* 11. Gebruar 1928 | Chorleiter
Traurige Nachrichten kurz vor Weihnachten: Der legendäre Chorleiter Gotthilf Fischer ist im Alter von 92 Jahren in Weinstadt bei Stuttgart im Kreise seiner Familie gestorben. Er hinterlässt seinen Sohn Herbert Fischer. Seine Ehefrau Hildegard starb im Dezember 2008 nach langer Krankheit an den Folgen eines Schlaganfalls. Das Paar war seit 1949 verheiratet.
Zusammen mit seinen zeitweise rund 1.000 Mitgliedern nahm Gotthilf Fischer über 50 Tonträger auf. Der Dirigent wurde für seine außergewöhnlichen Leistungen mit mehreren Goldenen Schallplatten ausgezeichnet. Und auch im Ausland war er beliebt: Seine Tourneen führten ihn bis in die USA, im deutschen Fernsehen machte er zudem in der ARD-Schlagershow Straße der Lieder Karriere.
Der Sohn eines Zimmerermeisters, der in seiner Freizeit viel musizierte, besuchte nach der Volksschule in seinem Heimatdorf Deizisau die Lehrerbildungsanstalt in Esslingen. Nach Ende des Zweiten Weltkriegs wurde er Leiter des Concordia-Gesangsvereins in Deizisau. 1949 gewann sein Chor unter seiner Leitung beim großen Schwäbischen Sängerfest in Göppingen die Wettbewerbe im Volks- und Kunstgesang.

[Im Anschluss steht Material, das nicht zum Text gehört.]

//! Overlay panel geometry: the 1:1 registration between flat DOM content and
//! the 3D screen surface it sits on.

use crate::constants::{
    MONITOR_FOCUS_OFFSET, MONITOR_PIXEL_SIZE, TABLET_FOCUS_OFFSET, TABLET_PIXEL_SIZE,
};
use crate::scene::{SceneMesh, ScreenRole};
use glam::{Mat4, Quat, Vec3};
use std::f32::consts::FRAC_PI_2;

impl ScreenRole {
    /// CSS pixel dimensions of the DOM content overlaid on this screen.
    pub fn pixel_size(self) -> [f32; 2] {
        match self {
            ScreenRole::Monitor => MONITOR_PIXEL_SIZE,
            ScreenRole::Tablet => TABLET_PIXEL_SIZE,
        }
    }

    /// Inspection offset in the panel's local frame.
    pub fn focus_offset(self) -> Vec3 {
        match self {
            ScreenRole::Monitor => Vec3::from_array(MONITOR_FOCUS_OFFSET),
            ScreenRole::Tablet => Vec3::from_array(TABLET_FOCUS_OFFSET),
        }
    }

    /// The tablet screen lies flat, so its panel is pitched down to match.
    pub fn extra_rotation(self) -> Quat {
        match self {
            ScreenRole::Monitor => Quat::IDENTITY,
            ScreenRole::Tablet => Quat::from_rotation_x(-FRAC_PI_2),
        }
    }
}

/// Binds one DOM panel to one screen mesh. Created once at load time and kept
/// for the page's lifetime; the meshes never move, so the transform is fixed.
#[derive(Clone, Copy, Debug)]
pub struct PanelBinding {
    pub role: ScreenRole,
    pub position: Vec3,
    pub orientation: Quat,
    pub pixel_size: [f32; 2],
    /// World units per CSS pixel; pixel size times this matches the mesh's
    /// bounding-box width.
    pub scale: f32,
}

impl PanelBinding {
    pub fn from_mesh(role: ScreenRole, mesh: &SceneMesh) -> Self {
        let pixel_size = role.pixel_size();
        let scale = mesh.aabb.size().x / pixel_size[0];
        Self {
            role,
            position: mesh.translation,
            orientation: mesh.rotation * role.extra_rotation(),
            pixel_size,
            scale,
        }
    }

    /// Where the camera flies to when this panel is activated: the hand-tuned
    /// offset, rotated by the panel orientation so it stays correct under any
    /// model orientation.
    pub fn focus_eye(&self) -> Vec3 {
        self.position + self.orientation * self.role.focus_offset()
    }

    pub fn focus_target(&self) -> Vec3 {
        self.position
    }

    /// World transform handed to the DOM compositor.
    pub fn model_matrix(&self) -> Mat4 {
        Mat4::from_scale_rotation_translation(
            Vec3::splat(self.scale),
            self.orientation,
            self.position,
        )
    }
}
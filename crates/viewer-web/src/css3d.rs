//! DOM-compositing 3D pass: positions the screen panel elements with CSS
//! `perspective` and `matrix3d` transforms so they register 1:1 with the
//! rendered meshes under the same camera.
//!
//! Panel transforms are fixed (the meshes never move), so they are written
//! once at bind time; only the camera transform is updated per frame.

use crate::constants::CSS3D_CONTAINER_ID;
use crate::dom;
use glam::Mat4;
use std::fmt::Write as _;
use viewer_core::Camera;
use wasm_bindgen::JsCast;
use web_sys as web;

pub struct Css3dCompositor {
    container: web::HtmlElement,
    camera_element: web::HtmlElement,
}

impl Css3dCompositor {
    pub fn new(document: &web::Document) -> anyhow::Result<Self> {
        let container = dom::html_element(document, CSS3D_CONTAINER_ID)
            .ok_or_else(|| anyhow::anyhow!("missing #{}", CSS3D_CONTAINER_ID))?;
        // The compositor layer sits above the canvas and must receive clicks.
        let _ = container.style().set_property("pointer-events", "auto");

        let camera_element: web::HtmlElement = document
            .create_element("div")
            .map_err(dom::js_error)?
            .dyn_into()
            .map_err(|_| anyhow::anyhow!("camera element has unexpected type"))?;
        let style = camera_element.style();
        let _ = style.set_property("width", "100%");
        let _ = style.set_property("height", "100%");
        let _ = style.set_property("transform-style", "preserve-3d");
        let _ = style.set_property("pointer-events", "none");
        container
            .append_child(&camera_element)
            .map_err(dom::js_error)?;

        Ok(Self {
            container,
            camera_element,
        })
    }

    pub fn container(&self) -> &web::HtmlElement {
        &self.container
    }

    /// Re-parent a panel wrapper into the compositor and write its world
    /// transform once.
    pub fn add_panel(&mut self, wrapper: &web::HtmlElement, matrix: Mat4) {
        let style = wrapper.style();
        let _ = style.set_property("position", "absolute");
        let _ = style.set_property("pointer-events", "auto");
        let _ = style.set_property("transform", &object_css_matrix(&matrix));
        let _ = self.camera_element.append_child(wrapper);
    }

    /// Per-frame camera pass: viewport perspective plus the inverse camera
    /// transform, mirroring what the GPU projection does for the raster layer.
    pub fn render(&self, camera: &Camera) {
        let width = self.container.client_width() as f32;
        let height = self.container.client_height() as f32;
        if width <= 0.0 || height <= 0.0 {
            return;
        }
        let fov_px = 0.5 * height / (camera.fovy_radians * 0.5).tan();
        let _ = self
            .container
            .style()
            .set_property("perspective", &format!("{fov_px}px"));

        let view = camera.view_matrix();
        let transform = format!(
            "translateZ({fov_px}px){}translate({}px,{}px)",
            camera_css_matrix(&view),
            width * 0.5,
            height * 0.5
        );
        let _ = self
            .camera_element
            .style()
            .set_property("transform", &transform);
    }
}

#[inline]
fn snap(v: f32) -> f32 {
    // Tiny residues produce exponent notation, which CSS rejects.
    if v.abs() < 1e-6 {
        0.0
    } else {
        v
    }
}

/// CSS lives in a y-down space; the second row of the view matrix flips sign.
fn camera_css_matrix(m: &Mat4) -> String {
    let e = m.to_cols_array();
    let mut out = String::from("matrix3d(");
    for (i, v) in e.iter().enumerate() {
        let v = if i % 4 == 1 { -v } else { *v };
        if i > 0 {
            out.push(',');
        }
        let _ = write!(out, "{}", snap(v));
    }
    out.push(')');
    out
}

/// Object matrices flip their second column instead, and panels are centered
/// on their anchor point.
fn object_css_matrix(m: &Mat4) -> String {
    let e = m.to_cols_array();
    let mut out = String::from("translate(-50%,-50%)matrix3d(");
    for (i, v) in e.iter().enumerate() {
        let v = if (4..8).contains(&i) { -v } else { *v };
        if i > 0 {
            out.push(',');
        }
        let _ = write!(out, "{}", snap(v));
    }
    out.push(')');
    out
}
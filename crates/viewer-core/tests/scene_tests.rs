use glam::{Quat, Vec3};
use viewer_core::scene::Vertex;
use viewer_core::{Aabb, SceneError, SceneMesh, SceneModel, ScreenRole};

/// Axis-aligned box mesh with only the two extreme corners as vertices, which
/// is all the bounding and recentering code looks at.
fn box_mesh(name: &str, center: Vec3, half: Vec3) -> SceneMesh {
    let min = center - half;
    let max = center + half;
    let vertices = vec![
        Vertex {
            position: min.to_array(),
            normal: [0.0, 0.0, 1.0],
        },
        Vertex {
            position: max.to_array(),
            normal: [0.0, 0.0, 1.0],
        },
    ];
    SceneMesh {
        name: name.to_owned(),
        translation: center,
        rotation: Quat::IDENTITY,
        vertices,
        indices: vec![0, 1],
        base_color: [1.0, 1.0, 1.0, 1.0],
        aabb: Aabb::from_points([min, max].into_iter()),
    }
}

#[test]
fn empty_mesh_list_is_an_error() {
    assert!(matches!(
        SceneModel::from_meshes(Vec::new()),
        Err(SceneError::Empty)
    ));
}

#[test]
fn model_is_recentered_about_its_bounds() {
    let model = SceneModel::from_meshes(vec![
        box_mesh("Desk", Vec3::new(4.0, 0.0, 0.0), Vec3::ONE),
        box_mesh("Chair", Vec3::ZERO, Vec3::ONE),
    ])
    .unwrap();

    // raw bounds span x in [-1, 5], so the whole scene shifts by (-2, 0, 0)
    assert!((model.bounds.center() - Vec3::ZERO).length() < 1e-5);
    assert!((model.meshes[0].translation - Vec3::new(2.0, 0.0, 0.0)).length() < 1e-5);
    assert!((model.meshes[1].translation - Vec3::new(-2.0, 0.0, 0.0)).length() < 1e-5);
}

#[test]
fn recentering_updates_mesh_bounds_too() {
    let model = SceneModel::from_meshes(vec![box_mesh(
        "Desk",
        Vec3::new(10.0, 10.0, 10.0),
        Vec3::ONE,
    )])
    .unwrap();
    let aabb = model.meshes[0].aabb;
    assert!((aabb.center() - Vec3::ZERO).length() < 1e-5);
    assert!((aabb.size() - Vec3::splat(2.0)).length() < 1e-5);
}

#[test]
fn screen_roles_resolve_by_name_fragment() {
    let model = SceneModel::from_meshes(vec![
        box_mesh("Desk", Vec3::ZERO, Vec3::ONE),
        box_mesh("DisplayMonitor_Screen", Vec3::X, Vec3::ONE),
        box_mesh("Displayipad_Screen", Vec3::Y, Vec3::ONE),
    ])
    .unwrap();

    assert_eq!(model.roles.get(ScreenRole::Monitor), Some(1));
    assert_eq!(model.roles.get(ScreenRole::Tablet), Some(2));
    assert!(!model.roles.is_screen(0));
    assert!(model.roles.is_screen(1));
    assert!(model.roles.is_screen(2));
}

#[test]
fn first_matching_node_wins() {
    let model = SceneModel::from_meshes(vec![
        box_mesh("DisplayMonitor_A", Vec3::ZERO, Vec3::ONE),
        box_mesh("DisplayMonitor_B", Vec3::X, Vec3::ONE),
    ])
    .unwrap();
    assert_eq!(model.roles.get(ScreenRole::Monitor), Some(0));
}

#[test]
fn role_matching_is_case_sensitive() {
    let model = SceneModel::from_meshes(vec![box_mesh(
        "displaymonitor",
        Vec3::ZERO,
        Vec3::ONE,
    )])
    .unwrap();
    assert_eq!(model.roles.get(ScreenRole::Monitor), None);
    assert_eq!(model.roles.iter().count(), 0);
}

#[test]
fn missing_roles_are_simply_absent() {
    let model =
        SceneModel::from_meshes(vec![box_mesh("Desk", Vec3::ZERO, Vec3::ONE)]).unwrap();
    assert_eq!(model.roles.get(ScreenRole::Monitor), None);
    assert_eq!(model.roles.get(ScreenRole::Tablet), None);
}

#[test]
fn roles_iterate_in_declared_order() {
    let model = SceneModel::from_meshes(vec![
        box_mesh("Displayipad", Vec3::ZERO, Vec3::ONE),
        box_mesh("DisplayMonitor", Vec3::X, Vec3::ONE),
    ])
    .unwrap();
    let pairs: Vec<_> = model.roles.iter().collect();
    assert_eq!(
        pairs,
        vec![(ScreenRole::Monitor, 1), (ScreenRole::Tablet, 0)]
    );
}

#[test]
fn face_normals_skip_out_of_range_triangles() {
    let positions = vec![Vec3::ZERO, Vec3::X, Vec3::Y];
    // second triangle points past the position buffer
    let indices = vec![0, 1, 2, 0, 1, 9];
    let normals = viewer_core::scene::face_normals(&positions, &indices);
    assert_eq!(normals.len(), 3);
    for n in normals {
        assert!((n - Vec3::Z).length() < 1e-6);
    }
}

#[test]
fn truncated_glb_is_a_parse_error() {
    assert!(matches!(
        SceneModel::parse_glb(b"glTF"),
        Err(SceneError::Parse(_))
    ));
}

Durch diesen Erfolg gelangte er zu erster lokaler Bekanntheit. In der Folge sammelten sich weitere Gesangsvereine unter seiner Leitung. Diese Teilchöre bilden die sogenannten Fischer-Chöre.
Der Autodidakt, der niemals eine formale musikalische Ausbildung durchlaufen hatte, verstand es gut, sich in Szene zu setzen. Einer der Höhepunkte seiner Laufbahn war der Auftritt eines Chors von 1.500 Menschen auf dem Rasen des Olympiastadions beim Abschluss der Fußball-Weltmeisterschaft 1974, mit dem er „Eviva España“ anstimmte. Welttourneen führten nach Rom oder in die USA zu Präsident Jimmy Carter.
Aus dem deutschen Fernsehen war Gotthilf Fischer kaum wegzudenken. In fast jeder Livesendung trat er auf – ob bei Verstehen Sie Spaß?, wo er von einer Doppelgängerin der Queen hereingelegt wurde, Wetten, dass…? oder auch als Gast in der WDR-Sendung Zimmer frei. Als hipper Opi trat er sogar 2000 mit 72 Jahren auf der Berliner Loveparade auf!
Ohne mit anderen Menschen gemeinsam zu singen, konnte er sich sein Leben auch im hohen Alter nicht vorstellen. Wo er auftauchte, brachte er mit wenigen aufmunternden Worten und liebenswürdiger Nachsicht oft auch solche Menschen zum Singen, die es sonst nicht taten oder konnten. Über die Jahrzehnte erwarb er auf diese Weise Ehrentitel wie „Herr der singenden Heerscharen“ oder „Therapeut der wunden Seelen“.
Jahrelang stimmte er auf dem Karlsruher Christkindlmarkt die Menschen beim gemeinsamen Singen auf die Weihnachtszeit ein. »Weihnachtslieder werden als Kind eingeprägt, das sitzt so tief, dass es bis ans Ende des Lebens bleibt«, sagte er beim Auftritt am Nikolausabend 2016.
Erst im vergangenen Jahr wurde der „König der Chöre“ sogar noch für einen Internet-Erfolg ausgezeichnet: Seine Aufnahme der Europahymne „Ode an die Freude“ mit der Liedzeile „Freude schöner Götterfunken“ kam nach Angaben seines Managements auf mehr als 17 Millionen YouTube-Ströme und Zehntausende Downloads bei Anbietern wie amazon und Spotify. Umgerechnet zähle das in etwa so viel wie 75.000 physische Tonträger – dafür gab es eine Goldene Schallplatte.